>>>

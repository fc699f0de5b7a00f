//! Error types for register and folder ingestion.

use std::path::PathBuf;
use thiserror::Error;

/// Errors that can occur while decoding registers or scanning folders.
#[derive(Debug, Error)]
pub enum IngestError {
    /// Register file not found.
    #[error("register not found: {path}")]
    FileNotFound { path: PathBuf },

    /// Delivered folder not found or not a directory.
    #[error("directory not found: {path}")]
    DirectoryNotFound { path: PathBuf },

    /// Failed to walk the delivered folder.
    #[error("failed to read directory {path}: {source}")]
    DirectoryRead {
        path: PathBuf,
        #[source]
        source: walkdir::Error,
    },

    /// Failed to open or decode a workbook.
    #[error("failed to open workbook {path}: {source}")]
    WorkbookOpen {
        path: PathBuf,
        #[source]
        source: calamine::Error,
    },

    /// Failed to read one sheet out of a workbook.
    #[error("failed to read sheet '{sheet}' in {path}: {source}")]
    SheetRead {
        sheet: String,
        path: PathBuf,
        #[source]
        source: calamine::Error,
    },

    /// Failed to parse a CSV register.
    #[error("failed to parse CSV register {path}: {source}")]
    CsvParse {
        path: PathBuf,
        #[source]
        source: csv::Error,
    },

    /// The register file has an extension no decoder handles.
    #[error("unsupported register format: {path} (expected .xlsx, .xlsm, .xls, .ods, or .csv)")]
    UnsupportedFormat { path: PathBuf },
}

pub type Result<T> = std::result::Result<T, IngestError>;
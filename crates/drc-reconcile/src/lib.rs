//! Reconciliation engine.
//!
//! Matches every extracted register entry against the delivered file set and
//! classifies the lot: expected entries become Done or To Do, unclaimed
//! delivered files become extras. Pure and reentrant; callers re-run it from
//! scratch on every selection change.

mod engine;

pub use engine::{DEFAULT_FUZZY_THRESHOLD, ReconcileOptions, reconcile};
//! Delivered-file noise filter.
//!
//! Decides whether an uploaded file looks like a project deliverable rather
//! than OS metadata, thumbnails, or stray documents. Only the file name is
//! considered; subdirectory placement carries no signal.

use drc_model::DeliveredFile;
use tracing::debug;

/// Extension allow list for deliverables: drawing/model formats plus the
/// document formats registers routinely track. Deliberately excludes plain
/// text and image formats.
const DRAWING_EXTENSIONS: &[&str] = &[
    "pdf", "dwg", "dxf", "dgn", "dwf", "dwfx", "rvt", "rfa", "ifc", "nwd", "nwc", "skp", "stp",
    "step", "igs", "iges", "doc", "docx", "xls", "xlsx",
];

/// OS metadata files rejected outright.
const JUNK_NAMES: &[&str] = &["thumbs.db", "desktop.ini", ".ds_store"];

const MIN_STEM_LEN: usize = 5;
const MAX_STEM_LEN: usize = 80;

/// Returns true if `name` (path already stripped) looks like a real project
/// drawing or deliverable.
///
/// A name with an allow-listed extension needs at least two
/// hyphen/underscore-delimited segments and a plausible stem length. A name
/// without any extension is accepted only when the structured pattern is
/// strong (three or more segments).
pub fn is_drawing_file(name: &str) -> bool {
    let name = name.trim();
    if name.is_empty() {
        return false;
    }
    let lower = name.to_lowercase();
    if JUNK_NAMES.contains(&lower.as_str()) {
        return false;
    }
    // Hidden files and Office lock files.
    if name.starts_with('.') || name.starts_with("~$") {
        return false;
    }

    match split_extension(&lower) {
        Some((stem, ext)) => {
            DRAWING_EXTENSIONS.contains(&ext)
                && stem_length_ok(stem)
                && structured_segment_count(stem) >= 2
        }
        None => stem_length_ok(&lower) && structured_segment_count(&lower) >= 3,
    }
}

/// Filters an uploaded file set down to plausible deliverables, preserving
/// input order. Zero survivors is a normal outcome, not an error.
pub fn filter_drawing_files(files: &[DeliveredFile]) -> Vec<DeliveredFile> {
    let kept: Vec<DeliveredFile> = files
        .iter()
        .filter(|file| is_drawing_file(&file.name))
        .cloned()
        .collect();
    debug!(
        uploaded = files.len(),
        kept = kept.len(),
        "filtered delivered files"
    );
    kept
}

/// Splits `name.ext` into stem and extension, when an extension exists.
fn split_extension(name: &str) -> Option<(&str, &str)> {
    let dot = name.rfind('.')?;
    if dot == 0 || dot + 1 == name.len() {
        return None;
    }
    let ext = &name[dot + 1..];
    if ext.chars().all(|c| c.is_ascii_alphanumeric()) {
        Some((&name[..dot], ext))
    } else {
        None
    }
}

fn stem_length_ok(stem: &str) -> bool {
    (MIN_STEM_LEN..=MAX_STEM_LEN).contains(&stem.chars().count())
}

/// Counts hyphen/underscore-delimited segments that carry at least one
/// alphanumeric character.
pub(crate) fn structured_segment_count(stem: &str) -> usize {
    stem.split(['-', '_'])
        .filter(|segment| segment.chars().any(|c| c.is_ascii_alphanumeric()))
        .count()
}

#[cfg(test)]
mod tests {
    use super::*;

    #[test]
    fn structured_names_with_drawing_extensions_pass() {
        assert!(is_drawing_file("ABC-DEF-001.pdf"));
        assert!(is_drawing_file("XX_YY_100.dwg"));
        assert!(is_drawing_file("EXTRA-FILE-999.PDF"));
    }

    #[test]
    fn unstructured_or_wrong_extension_fails() {
        assert!(!is_drawing_file("random.txt"));
        assert!(!is_drawing_file("notes.pdf")); // single segment
        assert!(!is_drawing_file("photo-of-site.jpg"));
    }

    #[test]
    fn os_junk_is_rejected() {
        assert!(!is_drawing_file(".DS_Store"));
        assert!(!is_drawing_file("Thumbs.db"));
        assert!(!is_drawing_file("desktop.ini"));
        assert!(!is_drawing_file("~$register.xlsx"));
    }

    #[test]
    fn extensionless_names_need_a_strong_pattern() {
        assert!(is_drawing_file("ABC-DEF-001"));
        assert!(!is_drawing_file("ABC-001"));
        assert!(!is_drawing_file("README"));
    }

    #[test]
    fn stem_length_bounds_apply() {
        assert!(!is_drawing_file("A-1.pdf"));
        let long = format!("{}-01.pdf", "X".repeat(90));
        assert!(!is_drawing_file(&long));
    }

    #[test]
    fn filter_preserves_order_and_handles_empty_input() {
        let files = vec![
            DeliveredFile::from_path("sub/ABC-DEF-002.dwg"),
            DeliveredFile::from_path("random.txt"),
            DeliveredFile::from_path("ABC-DEF-001.pdf"),
        ];
        let kept = filter_drawing_files(&files);
        assert_eq!(kept.len(), 2);
        assert_eq!(kept[0].name, "ABC-DEF-002.dwg");
        assert_eq!(kept[1].name, "ABC-DEF-001.pdf");

        assert!(filter_drawing_files(&[]).is_empty());
    }
}
//! Heuristics for locating a drawing register inside an arbitrary,
//! human-authored workbook and for recognising drawing files in a delivered
//! folder.
//!
//! Every function here is pure and total: ambiguity is reported as data
//! (`Option`, low confidence scores), never as errors. Each heuristic is a
//! small scoring function over enumerated candidates plus max-selection, so
//! individual weights and thresholds stay testable in isolation.

pub mod column;
pub mod extract;
pub mod filter;
pub mod header;
pub mod normalize;
pub mod sheet;

pub use column::{COLUMN_SAMPLE_LIMIT, detect_filename_column, looks_like_filename};
pub use extract::extract_expected_names;
pub use filter::{filter_drawing_files, is_drawing_file};
pub use header::{HEADER_KEYWORDS, HEADER_SCAN_ROWS, detect_header_row};
pub use normalize::{normalize_key, normalize_key_with};
pub use sheet::analyze_workbook_sheets;
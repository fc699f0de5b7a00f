//! Delivered-file records produced by the folder scan.

use serde::{Deserialize, Serialize};

/// One file found in the delivered folder.
///
/// `path` is relative to the scanned folder with `/`-joined segments; `name`
/// is the final segment. No uniqueness or ordering is guaranteed by
/// producers, and the list may contain arbitrary non-drawing noise.
#[derive(Debug, Clone, PartialEq, Eq, Serialize, Deserialize)]
pub struct DeliveredFile {
    pub path: String,
    pub name: String,
}

impl DeliveredFile {
    /// Builds a record from a relative path, deriving `name` from the final
    /// `/`-separated segment.
    pub fn from_path(path: impl Into<String>) -> Self {
        let path = path.into();
        let name = path
            .rsplit('/')
            .next()
            .unwrap_or(path.as_str())
            .to_string();
        Self { path, name }
    }
}
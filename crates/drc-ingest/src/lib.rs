//! Boundary I/O for the reconciliation pipeline.
//!
//! The core operates on in-memory data only; this crate is where bytes
//! become grids and directory entries become delivered-file records. Decode
//! failures surface as [`IngestError`] values for the calling layer to
//! present; nothing here is expected to panic on bad user input.

pub mod error;
pub mod folder;
pub mod workbook;

pub use error::{IngestError, Result};
pub use folder::scan_delivered_files;
pub use workbook::{load_csv_register, load_register, load_workbook};
//! Sheet ranking.
//!
//! Workbooks often carry cover sheets, notes, and pivot scratch pads next to
//! the actual register. Every sheet is scored so selector UIs can list them
//! all; the highest score is the default pick, never a forced one.

use std::cmp::Ordering;

use drc_model::{SheetAnalysis, SheetGrid, Workbook};

use crate::header::has_header_candidate;

/// Scores every sheet and returns them ordered descending by score.
///
/// Empty sheets score lowest but are still included. The sort is stable, so
/// equal scores keep workbook order.
pub fn analyze_workbook_sheets(workbook: &Workbook) -> Vec<SheetAnalysis> {
    let mut analyses: Vec<SheetAnalysis> = workbook.sheets.iter().map(score_sheet).collect();
    analyses.sort_by(|a, b| b.score.partial_cmp(&a.score).unwrap_or(Ordering::Equal));
    analyses
}

/// Register likelihood for one sheet, 0-100.
///
/// Combines non-empty cell density (40), populated row volume (30), and the
/// presence of at least one header-like row in the scan window (30).
pub fn score_sheet(sheet: &SheetGrid) -> SheetAnalysis {
    let row_count = sheet.row_count();
    let non_empty_row_count = sheet.non_empty_row_count();

    let total_cells: usize = row_count * sheet.width();
    let non_empty_cells: usize = sheet
        .rows
        .iter()
        .map(|row| row.iter().filter(|cell| !cell.is_empty()).count())
        .sum();
    let density = if total_cells == 0 {
        0.0
    } else {
        non_empty_cells as f64 / total_cells as f64
    };

    let volume = non_empty_row_count.min(100) as f64 / 100.0;
    let header_bonus = if has_header_candidate(sheet) { 1.0 } else { 0.0 };

    let score = 40.0 * density + 30.0 * volume + 30.0 * header_bonus;
    SheetAnalysis {
        name: sheet.name.clone(),
        row_count,
        non_empty_row_count,
        score,
    }
}
use anyhow::{Context, Result, bail};
use comfy_table::Table;
use tracing::info;

use drc_cli::pipeline::{self, CheckReport, CheckRequest};
use drc_reconcile::ReconcileOptions;
use drc_report::summary::apply_table_style;
use drc_report::{ReportMeta, write_csv, write_json};

use crate::cli::{CheckArgs, SheetsArgs};

pub fn run_check(args: &CheckArgs) -> Result<CheckReport> {
    let request = CheckRequest {
        register: args.register.clone(),
        folder: args.folder.clone(),
        sheet: args.sheet.clone(),
        header_row: one_based(args.header_row, "--header-row")?,
        column: one_based(args.column, "--column")?,
        options: reconcile_options(args)?,
    };
    let report = pipeline::run_check(&request)?;

    if let Some(path) = &args.json {
        let meta = ReportMeta {
            register: args.register.display().to_string(),
            folder: args.folder.display().to_string(),
        };
        write_json(path, &report.result, &meta)
            .with_context(|| format!("write JSON report {}", path.display()))?;
        info!(path = %path.display(), "wrote JSON report");
    }
    if let Some(path) = &args.csv {
        write_csv(path, &report.result)
            .with_context(|| format!("write CSV report {}", path.display()))?;
        info!(path = %path.display(), "wrote CSV report");
    }
    Ok(report)
}

pub fn run_sheets(args: &SheetsArgs) -> Result<()> {
    let analyses = pipeline::list_sheets(&args.register)?;
    let mut table = Table::new();
    table.set_header(vec!["Sheet", "Rows", "Non-empty", "Score"]);
    apply_table_style(&mut table);
    for analysis in analyses {
        table.add_row(vec![
            analysis.name,
            analysis.row_count.to_string(),
            analysis.non_empty_row_count.to_string(),
            format!("{:.1}", analysis.score),
        ]);
    }
    println!("{table}");
    Ok(())
}

/// Converts a 1-based CLI row/column number to a zero-based index.
fn one_based(value: Option<usize>, flag: &str) -> Result<Option<usize>> {
    match value {
        Some(0) => bail!("{flag} is 1-based; 0 is not a valid value"),
        Some(n) => Ok(Some(n - 1)),
        None => Ok(None),
    }
}

fn reconcile_options(args: &CheckArgs) -> Result<ReconcileOptions> {
    let mut options = ReconcileOptions {
        strip_revision: !args.keep_revision,
        fuzzy: !args.no_fuzzy,
        ..ReconcileOptions::default()
    };
    if let Some(threshold) = args.fuzzy_threshold {
        if !(0.0..=1.0).contains(&threshold) {
            bail!("--fuzzy-threshold must be between 0.0 and 1.0");
        }
        options.fuzzy_threshold = threshold;
    }
    Ok(options)
}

<<<

### [Exercise directions]
Each line in the material above that mentions the word "Deserialize" must be copied.

### [Exercise response]
use serde::{Deserialize, Serialize};
#[derive(Debug, Clone, PartialEq, Eq, Serialize, Deserialize)]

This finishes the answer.